Prior to my undergrad thesis work I thought geometric measure theory was totally unrelated to physics. It turns out that it’s actually very important in the existence theory of complete minimal hypersurfaces in hyperbolic space. Fast forward 30-40 years such work is being utilized in physics research pertaining to the black hole information paradox.

If you’re unfamiliar, it’s basically a discrepancy discovered by Hawking in which the quantum mechanical notion of unitary is violated inside a black hole.

Modern work by Engelhardt suggests that the information radiated in black-hole evaporation can be modeled/calculated with a more generalized notion of a quantum external surface. This is not a minimized of the area functional but rather the (area+bulk) functional where the bulk term accounts for the effects of “quantum” near your black hole. In fact the bulk term is the so called entanglement entropy of quantum fields you hear all the time In physics papers.
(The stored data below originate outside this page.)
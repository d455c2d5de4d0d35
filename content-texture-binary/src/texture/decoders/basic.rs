//! Channel remapping for uncompressed formats
//!
//! `NormalizedByte4` data is stored with its channels named for a two-channel
//! normal layout (Q, W, V, U from the high byte down). Backends expect plain
//! R, G, B, A bytes, so each pixel is reshuffled in place before upload.

use super::Decoder;
use crate::error::{DecodeStage, Result, TextureError};
use crate::texture::formats::SurfaceFormat;
use crate::texture::types::MipLevel;
use content_texture_core::COLOR_BYTES_PER_PIXEL;

/// In-place channel remapper for `NormalizedByte4`
pub struct ChannelRemapper;

impl ChannelRemapper {
    /// Create a new channel remapper
    pub fn new() -> Self {
        Self
    }
}

impl Decoder for ChannelRemapper {
    fn decode(&self, format: SurfaceFormat, mut level: MipLevel) -> Result<MipLevel> {
        if !self.can_decode(format) {
            return Err(TextureError::unsupported_format(
                DecodeStage::Remap,
                format,
            ));
        }

        remap_normalized_byte4(&mut level.data, level.width, level.height)?;
        Ok(level)
    }

    fn can_decode(&self, format: SurfaceFormat) -> bool {
        format.needs_channel_remap()
    }

    fn supported_formats(&self) -> Vec<SurfaceFormat> {
        vec![SurfaceFormat::NormalizedByte4]
    }
}

impl Default for ChannelRemapper {
    fn default() -> Self {
        Self::new()
    }
}

/// Reorder `NormalizedByte4` pixels to R, G, B, A bytes in place
///
/// Each pixel is read as a little-endian word `w` and rewritten as
/// `[w >> 16, w >> 8, w, w >> 24]` (low byte of each). Rows are `width * 4`
/// bytes apart; bytes past the last row are left untouched.
pub fn remap_normalized_byte4(data: &mut [u8], width: u32, height: u32) -> Result<()> {
    let pitch = (width as usize)
        .checked_mul(COLOR_BYTES_PER_PIXEL)
        .ok_or_else(|| TextureError::invalid_dimensions(width, height))?;
    let expected = pitch
        .checked_mul(height as usize)
        .ok_or_else(|| TextureError::invalid_dimensions(width, height))?;
    if data.len() < expected {
        return Err(TextureError::truncated(
            DecodeStage::Remap,
            expected,
            data.len(),
        ));
    }
    if expected == 0 {
        return Ok(());
    }

    for row in data[..expected].chunks_exact_mut(pitch) {
        for pixel in row.chunks_exact_mut(COLOR_BYTES_PER_PIXEL) {
            let color = u32::from_le_bytes([pixel[0], pixel[1], pixel[2], pixel[3]]);
            pixel[0] = (color >> 16) as u8; // R := W
            pixel[1] = (color >> 8) as u8; // G := V
            pixel[2] = color as u8; // B := U
            pixel[3] = (color >> 24) as u8; // A := Q
        }
    }

    Ok(())
}
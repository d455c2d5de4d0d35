//! Surface format definitions
//!
//! The canonical pixel-format enumeration used by current content streams,
//! the four-value legacy enumeration written by older streams, and the
//! sampling filter handed to graphics backends.

use crate::constants::BLOCK_DIMENSION;
use crate::error::{FormatError, Result};
use serde::{Deserialize, Serialize};

/// Canonical surface formats
///
/// Discriminants match the numeric tags stored by format version 5 and later.
#[derive(Debug, Clone, Copy, PartialEq, Eq, Hash, Serialize, Deserialize, Default)]
#[repr(i32)]
pub enum SurfaceFormat {
    /// 8 bits per channel, stored R, G, B, A
    #[default]
    Color = 0,
    Bgr565 = 1,
    Bgra5551 = 2,
    Bgra4444 = 3,

    // Block-compressed formats
    Dxt1 = 4,
    Dxt3 = 5,
    Dxt5 = 6,

    // Signed normalized formats
    NormalizedByte2 = 7,
    NormalizedByte4 = 8,

    Rgba1010102 = 9,
    Rg32 = 10,
    Rgba64 = 11,
    Alpha8 = 12,

    // Floating point formats
    Single = 13,
    Vector2 = 14,
    Vector4 = 15,
    HalfSingle = 16,
    HalfVector2 = 17,
    HalfVector4 = 18,
    HdrBlendable = 19,
}

impl TryFrom<i32> for SurfaceFormat {
    type Error = FormatError;

    fn try_from(value: i32) -> Result<Self> {
        let format = match value {
            0 => SurfaceFormat::Color,
            1 => SurfaceFormat::Bgr565,
            2 => SurfaceFormat::Bgra5551,
            3 => SurfaceFormat::Bgra4444,
            4 => SurfaceFormat::Dxt1,
            5 => SurfaceFormat::Dxt3,
            6 => SurfaceFormat::Dxt5,
            7 => SurfaceFormat::NormalizedByte2,
            8 => SurfaceFormat::NormalizedByte4,
            9 => SurfaceFormat::Rgba1010102,
            10 => SurfaceFormat::Rg32,
            11 => SurfaceFormat::Rgba64,
            12 => SurfaceFormat::Alpha8,
            13 => SurfaceFormat::Single,
            14 => SurfaceFormat::Vector2,
            15 => SurfaceFormat::Vector4,
            16 => SurfaceFormat::HalfSingle,
            17 => SurfaceFormat::HalfVector2,
            18 => SurfaceFormat::HalfVector4,
            19 => SurfaceFormat::HdrBlendable,
            tag => return Err(FormatError::UnknownTag { tag }),
        };
        Ok(format)
    }
}

/// Surface formats as numbered by streams older than format version 5
///
/// Only these four values were ever written; anything else is corruption.
#[derive(Debug, Clone, Copy, PartialEq, Eq, Hash, Serialize, Deserialize)]
#[repr(i32)]
pub enum LegacySurfaceFormat {
    Dxt1 = 0,
    Dxt3 = 1,
    Dxt5 = 2,
    Color = 3,
}

impl TryFrom<i32> for LegacySurfaceFormat {
    type Error = FormatError;

    fn try_from(value: i32) -> Result<Self> {
        match value {
            0 => Ok(LegacySurfaceFormat::Dxt1),
            1 => Ok(LegacySurfaceFormat::Dxt3),
            2 => Ok(LegacySurfaceFormat::Dxt5),
            3 => Ok(LegacySurfaceFormat::Color),
            tag => Err(FormatError::UnknownLegacyTag { tag }),
        }
    }
}

impl From<LegacySurfaceFormat> for SurfaceFormat {
    fn from(legacy: LegacySurfaceFormat) -> Self {
        match legacy {
            LegacySurfaceFormat::Dxt1 => SurfaceFormat::Dxt1,
            LegacySurfaceFormat::Dxt3 => SurfaceFormat::Dxt3,
            LegacySurfaceFormat::Dxt5 => SurfaceFormat::Dxt5,
            LegacySurfaceFormat::Color => SurfaceFormat::Color,
        }
    }
}

/// Texture sampling filter requested for a surface
#[derive(Debug, Clone, Copy, PartialEq, Eq, Hash, Serialize, Deserialize, Default)]
#[serde(rename_all = "snake_case")]
pub enum FilterMode {
    Point,
    #[default]
    Linear,
}

/// Surface format layout metadata
#[derive(Debug, Clone, Copy, PartialEq, Eq, Serialize)]
pub struct FormatInfo {
    pub name: &'static str,
    /// Bytes per pixel, or bytes per block for block-compressed formats
    pub bytes_per_unit: u32,
    /// (width, height) in pixels covered by one unit
    pub block_size: (u32, u32),
    pub compressed: bool,
    pub has_alpha: bool,
}

impl FormatInfo {
    const fn pixel(name: &'static str, bytes: u32, has_alpha: bool) -> Self {
        Self {
            name,
            bytes_per_unit: bytes,
            block_size: (1, 1),
            compressed: false,
            has_alpha,
        }
    }

    const fn block(name: &'static str, bytes: u32, has_alpha: bool) -> Self {
        Self {
            name,
            bytes_per_unit: bytes,
            block_size: (BLOCK_DIMENSION, BLOCK_DIMENSION),
            compressed: true,
            has_alpha,
        }
    }
}

impl SurfaceFormat {
    /// Get layout information for this format
    pub fn info(&self) -> FormatInfo {
        match self {
            SurfaceFormat::Color => FormatInfo::pixel("Color", 4, true),
            SurfaceFormat::Bgr565 => FormatInfo::pixel("Bgr565", 2, false),
            SurfaceFormat::Bgra5551 => FormatInfo::pixel("Bgra5551", 2, true),
            SurfaceFormat::Bgra4444 => FormatInfo::pixel("Bgra4444", 2, true),
            SurfaceFormat::Dxt1 => FormatInfo::block("Dxt1", 8, true),
            SurfaceFormat::Dxt3 => FormatInfo::block("Dxt3", 16, true),
            SurfaceFormat::Dxt5 => FormatInfo::block("Dxt5", 16, true),
            SurfaceFormat::NormalizedByte2 => FormatInfo::pixel("NormalizedByte2", 2, false),
            SurfaceFormat::NormalizedByte4 => FormatInfo::pixel("NormalizedByte4", 4, true),
            SurfaceFormat::Rgba1010102 => FormatInfo::pixel("Rgba1010102", 4, true),
            SurfaceFormat::Rg32 => FormatInfo::pixel("Rg32", 4, false),
            SurfaceFormat::Rgba64 => FormatInfo::pixel("Rgba64", 8, true),
            SurfaceFormat::Alpha8 => FormatInfo::pixel("Alpha8", 1, true),
            SurfaceFormat::Single => FormatInfo::pixel("Single", 4, false),
            SurfaceFormat::Vector2 => FormatInfo::pixel("Vector2", 8, false),
            SurfaceFormat::Vector4 => FormatInfo::pixel("Vector4", 16, true),
            SurfaceFormat::HalfSingle => FormatInfo::pixel("HalfSingle", 2, false),
            SurfaceFormat::HalfVector2 => FormatInfo::pixel("HalfVector2", 4, false),
            SurfaceFormat::HalfVector4 => FormatInfo::pixel("HalfVector4", 8, true),
            SurfaceFormat::HdrBlendable => FormatInfo::pixel("HdrBlendable", 8, true),
        }
    }

    /// Numeric tag of this format in canonical streams
    pub fn tag(&self) -> i32 {
        *self as i32
    }

    /// Check if the format stores 4x4 compressed blocks
    pub fn is_block_compressed(&self) -> bool {
        matches!(
            self,
            SurfaceFormat::Dxt1 | SurfaceFormat::Dxt3 | SurfaceFormat::Dxt5
        )
    }

    /// Check if the on-disk channel order must be remapped before upload
    pub fn needs_channel_remap(&self) -> bool {
        matches!(self, SurfaceFormat::NormalizedByte4)
    }

    /// Byte size of one mip level with the given dimensions
    ///
    /// Returns `None` when the size does not fit in `usize`.
    pub fn level_size(&self, width: u32, height: u32) -> Option<usize> {
        let info = self.info();
        let units_x = width.div_ceil(info.block_size.0) as usize;
        let units_y = height.div_ceil(info.block_size.1) as usize;
        units_x
            .checked_mul(units_y)?
            .checked_mul(info.bytes_per_unit as usize)
    }
}

impl std::fmt::Display for SurfaceFormat {
    fn fmt(&self, f: &mut std::fmt::Formatter<'_>) -> std::fmt::Result {
        f.write_str(self.info().name)
    }
}
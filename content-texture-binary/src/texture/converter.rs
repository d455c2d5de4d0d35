//! Texture2D content reader
//!
//! Reads one texture record from a content stream, resolves its surface
//! format, applies the level transform the target needs and stages the result
//! on a graphics backend.

use super::backend::GraphicsBackend;
use super::decoders::TextureDecoder;
use super::formats::resolve_surface_format;
use super::options::{DecoderOptions, MipLevelPolicy};
use super::staging::{HeapStagingAllocator, StagingAllocator, stage_texture};
use super::types::{MipLevel, Texture2D, TextureRecord, level_dimensions};
use crate::error::{DecodeStage, Result, TextureError};
use crate::reader::{ContentReader, StreamError};
use content_texture_core::TEXTURE2D_READER_NAME;
use tracing::{debug, instrument};

/// Upper bound on levels preallocated from an untrusted level count
const MAX_PREALLOCATED_LEVELS: usize = 32;

/// Content type reader for 2D textures
pub struct Texture2DReader<B, A = HeapStagingAllocator> {
    backend: B,
    allocator: A,
    options: DecoderOptions,
}

impl<B: GraphicsBackend> Texture2DReader<B> {
    /// Create a reader staging through the heap allocator with default options
    pub fn new(backend: B) -> Self {
        Self {
            backend,
            allocator: HeapStagingAllocator,
            options: DecoderOptions::default(),
        }
    }
}

impl<B: GraphicsBackend, A: StagingAllocator> Texture2DReader<B, A> {
    /// Replace the decoder options
    pub fn with_options(mut self, options: DecoderOptions) -> Self {
        self.options = options;
        self
    }

    /// Stage through a different allocator
    pub fn with_allocator<A2: StagingAllocator>(self, allocator: A2) -> Texture2DReader<B, A2> {
        Texture2DReader {
            backend: self.backend,
            allocator,
            options: self.options,
        }
    }

    /// Whether this reader decodes content of the given type-reader name
    pub fn handles(type_name: &str) -> bool {
        type_name == TEXTURE2D_READER_NAME
    }

    pub fn backend(&self) -> &B {
        &self.backend
    }

    pub fn options(&self) -> &DecoderOptions {
        &self.options
    }

    /// Whether block-compressed levels are expanded before staging
    pub fn decompresses_blocks(&self) -> bool {
        self.options.force_decompression || !self.backend.supports_block_compression()
    }

    /// Read, transform and stage one texture record
    #[instrument(skip_all, fields(version = reader.version()))]
    pub fn read<R: ContentReader + ?Sized>(&self, reader: &mut R) -> Result<Texture2D<B::Surface>> {
        let record = self.read_record(reader)?;
        let record = self.decode_record(record)?;
        stage_texture(&self.backend, &self.allocator, &record, self.options.filter)
    }

    /// Apply the level transform this reader's target needs
    pub fn decode_record(&self, record: TextureRecord) -> Result<TextureRecord> {
        TextureDecoder::new(self.decompresses_blocks()).decode(record)
    }

    /// Read a texture record without transforming it
    ///
    /// Every level in the stream is consumed, whether or not it is kept.
    pub fn read_record<R: ContentReader + ?Sized>(&self, reader: &mut R) -> Result<TextureRecord> {
        let version = reader.version();
        let tag = reader.read_i32()?;
        let surface_format = resolve_surface_format(version, tag)?;

        let width = reader.read_i32()?;
        let height = reader.read_i32()?;
        let (width, height) = self.validate_dimensions(width, height)?;

        let level_count = reader.read_i32()?;
        let level_count = u32::try_from(level_count)
            .ok()
            .filter(|&count| count > 0)
            .ok_or_else(|| TextureError::invalid_dimensions(width, height))?;

        debug!(
            format = %surface_format,
            width,
            height,
            level_count,
            "reading texture record"
        );

        let keep = match self.options.mip_levels {
            MipLevelPolicy::All => level_count,
            MipLevelPolicy::BaseOnly => 1,
        };
        let mut levels = Vec::with_capacity((keep as usize).min(MAX_PREALLOCATED_LEVELS));
        for level in 0..level_count {
            let data = read_level_payload(reader)?;
            if level >= keep {
                debug!(level, bytes = data.len(), "discarding mip level");
                continue;
            }
            let (level_width, level_height) = level_dimensions(width, height, level);
            levels.push(MipLevel::new(level_width, level_height, data));
        }

        Ok(TextureRecord {
            surface_format,
            width,
            height,
            level_count,
            levels,
        })
    }

    fn validate_dimensions(&self, width: i32, height: i32) -> Result<(u32, u32)> {
        let max = self.options.max_dimension;
        let check = |extent: i32| u32::try_from(extent).ok().filter(|&e| e > 0 && e <= max);
        match (check(width), check(height)) {
            (Some(w), Some(h)) => Ok((w, h)),
            _ => Err(TextureError::invalid_dimensions(width, height)),
        }
    }
}

/// Read one `(imageLength, bytes)` pair
fn read_level_payload<R: ContentReader + ?Sized>(reader: &mut R) -> Result<Vec<u8>> {
    let length = reader.read_i32()?;
    let length = usize::try_from(length)
        .map_err(|_| TextureError::invalid_dimensions(length, 0))?;

    reader.read_bytes(length).map_err(|e| match e {
        StreamError::UnexpectedEof {
            requested,
            available,
        } => TextureError::truncated(DecodeStage::Read, requested, available),
        other => TextureError::Stream(other),
    })
}
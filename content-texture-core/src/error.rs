//! Error types for pixel-format conversions

use thiserror::Error;

/// Result type alias for core format operations
pub type Result<T> = std::result::Result<T, FormatError>;

/// Errors raised while mapping raw tags to pixel formats
#[derive(Error, Debug, Clone, PartialEq, Eq)]
pub enum FormatError {
    /// A legacy (pre-canonical) tag outside the four known values
    #[error("Unrecognized legacy surface format tag: {tag}")]
    UnknownLegacyTag { tag: i32 },

    /// A canonical tag outside the surface format enumeration
    #[error("Unrecognized surface format tag: {tag}")]
    UnknownTag { tag: i32 },
}

impl FormatError {
    /// The raw tag that failed to map
    pub fn tag(&self) -> i32 {
        match self {
            FormatError::UnknownLegacyTag { tag } | FormatError::UnknownTag { tag } => *tag,
        }
    }
}
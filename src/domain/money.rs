// ============================================================================
// Money Value Object
// ============================================================================

use std::fmt;

use rust_decimal::Decimal;

#[cfg(feature = "serde")]
use serde::Serialize;

use super::{has_cent_granularity, parse_finite, MAX_MONEY};
use crate::numeric::{round_money, ConstraintViolation};

/// A non-negative, currency-agnostic monetary amount at cent precision.
///
/// `Money` can only be obtained through [`Money::try_new`], so holding one
/// proves the amount already passed boundary validation. Computed results are
/// produced internally via `from_computed`, which applies the crate-wide
/// rounding policy; a computed principal may exceed [`MAX_MONEY`], which is an
/// input-side bound against absurd caller data, not a type invariant.
#[derive(Debug, Clone, Copy, PartialEq, Eq, PartialOrd, Ord, Hash)]
#[cfg_attr(feature = "serde", derive(Serialize))]
pub struct Money(Decimal);

impl Money {
    /// Zero amount
    pub const ZERO: Self = Self(Decimal::ZERO);

    /// Validates an untrusted amount.
    ///
    /// # Errors
    /// - `NotFinite` for NaN, infinite, or unrepresentable values
    /// - `Negative` for amounts below zero
    /// - `AboveMaximum` for amounts above [`MAX_MONEY`]
    /// - `TooManyDecimals` for amounts finer than one cent
    pub fn try_new(value: f64) -> Result<Self, ConstraintViolation> {
        let amount = parse_finite(value)?;
        if amount < Decimal::ZERO {
            return Err(ConstraintViolation::Negative);
        }
        if amount > MAX_MONEY {
            return Err(ConstraintViolation::AboveMaximum);
        }
        if !has_cent_granularity(amount) {
            return Err(ConstraintViolation::TooManyDecimals);
        }
        Ok(Self(amount))
    }

    /// Wraps a computed amount, rounding it to cent precision.
    pub(crate) fn from_computed(amount: Decimal) -> Self {
        Self(round_money(amount))
    }

    /// The underlying decimal amount.
    pub fn amount(self) -> Decimal {
        self.0
    }

    /// Check if the amount is zero.
    pub fn is_zero(self) -> bool {
        self.0.is_zero()
    }
}

impl fmt::Display for Money {
    fn fmt(&self, f: &mut fmt::Formatter<'_>) -> fmt::Result {
        write!(f, "{:.2}", self.0)
    }
}
// ============================================================================
// Interest Rate and Loan Term Value Objects
// ============================================================================

use rust_decimal::Decimal;

#[cfg(feature = "serde")]
use serde::Serialize;

use super::{has_cent_granularity, parse_finite, MAX_INTEREST_PERCENT, MAX_LOAN_TERM_YEARS};
use crate::numeric::ConstraintViolation;

const MONTHS_PER_YEAR: Decimal = Decimal::from_parts(12, 0, 0, false, 0);

/// Nominal annual interest rate, in percent.
///
/// A zero rate is rejected here rather than special-cased downstream: the
/// annuity formulas divide by the monthly rate, so `> 0` is part of the input
/// domain, not an arithmetic edge to recover from.
#[derive(Debug, Clone, Copy, PartialEq, Eq, Hash)]
#[cfg_attr(feature = "serde", derive(Serialize))]
pub struct InterestRate(Decimal);

impl InterestRate {
    /// Validates an untrusted annual rate in percent.
    ///
    /// # Errors
    /// - `NotFinite` for NaN or infinite values
    /// - `NotPositive` for rates of zero or below
    /// - `AboveMaximum` for rates above [`MAX_INTEREST_PERCENT`]
    /// - `TooManyDecimals` for rates finer than 0.01
    pub fn try_new(percent: f64) -> Result<Self, ConstraintViolation> {
        let percent = parse_finite(percent)?;
        if percent <= Decimal::ZERO {
            return Err(ConstraintViolation::NotPositive);
        }
        if percent > MAX_INTEREST_PERCENT {
            return Err(ConstraintViolation::AboveMaximum);
        }
        if !has_cent_granularity(percent) {
            return Err(ConstraintViolation::TooManyDecimals);
        }
        Ok(Self(percent))
    }

    /// The annual rate in percent, as validated.
    pub fn annual_percent(self) -> Decimal {
        self.0
    }

    /// The monthly rate as a decimal fraction: `percent / 100 / 12`.
    pub fn monthly_rate(self) -> Decimal {
        self.0 / Decimal::ONE_HUNDRED / MONTHS_PER_YEAR
    }
}

/// Loan term as a whole number of years.
///
/// Backing the term with `u32` makes fractional and negative terms
/// unrepresentable; only the `1..=MAX_LOAN_TERM_YEARS` range check remains.
#[derive(Debug, Clone, Copy, PartialEq, Eq, PartialOrd, Ord, Hash)]
#[cfg_attr(feature = "serde", derive(Serialize))]
pub struct LoanTerm(u32);

impl LoanTerm {
    /// Validates an untrusted term in years.
    ///
    /// # Errors
    /// - `NotPositive` for a zero term
    /// - `AboveMaximum` for terms above [`MAX_LOAN_TERM_YEARS`]
    pub fn try_new(years: u32) -> Result<Self, ConstraintViolation> {
        if years == 0 {
            return Err(ConstraintViolation::NotPositive);
        }
        if years > MAX_LOAN_TERM_YEARS {
            return Err(ConstraintViolation::AboveMaximum);
        }
        Ok(Self(years))
    }

    /// The term in years.
    pub fn years(self) -> u32 {
        self.0
    }

    /// The term in months, as the annuity formulas consume it.
    pub fn months(self) -> i64 {
        i64::from(self.0) * 12
    }
}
Now all of this is intimately related with AdS/CFT which was conjectured from looking at the the Poincare ball model of hyperbolic space H^3! Thinking of the Riemann sphere as the conformal boundary, every orientation preserving isometry of H³ gives rise to a Mobius transform on the Riemann sphere and vice versa. The AdS/CFT conjecture /holography basically says that given some quantum gravity theory in your bulk space you can equivalent consider the conformal field theory its the boundary.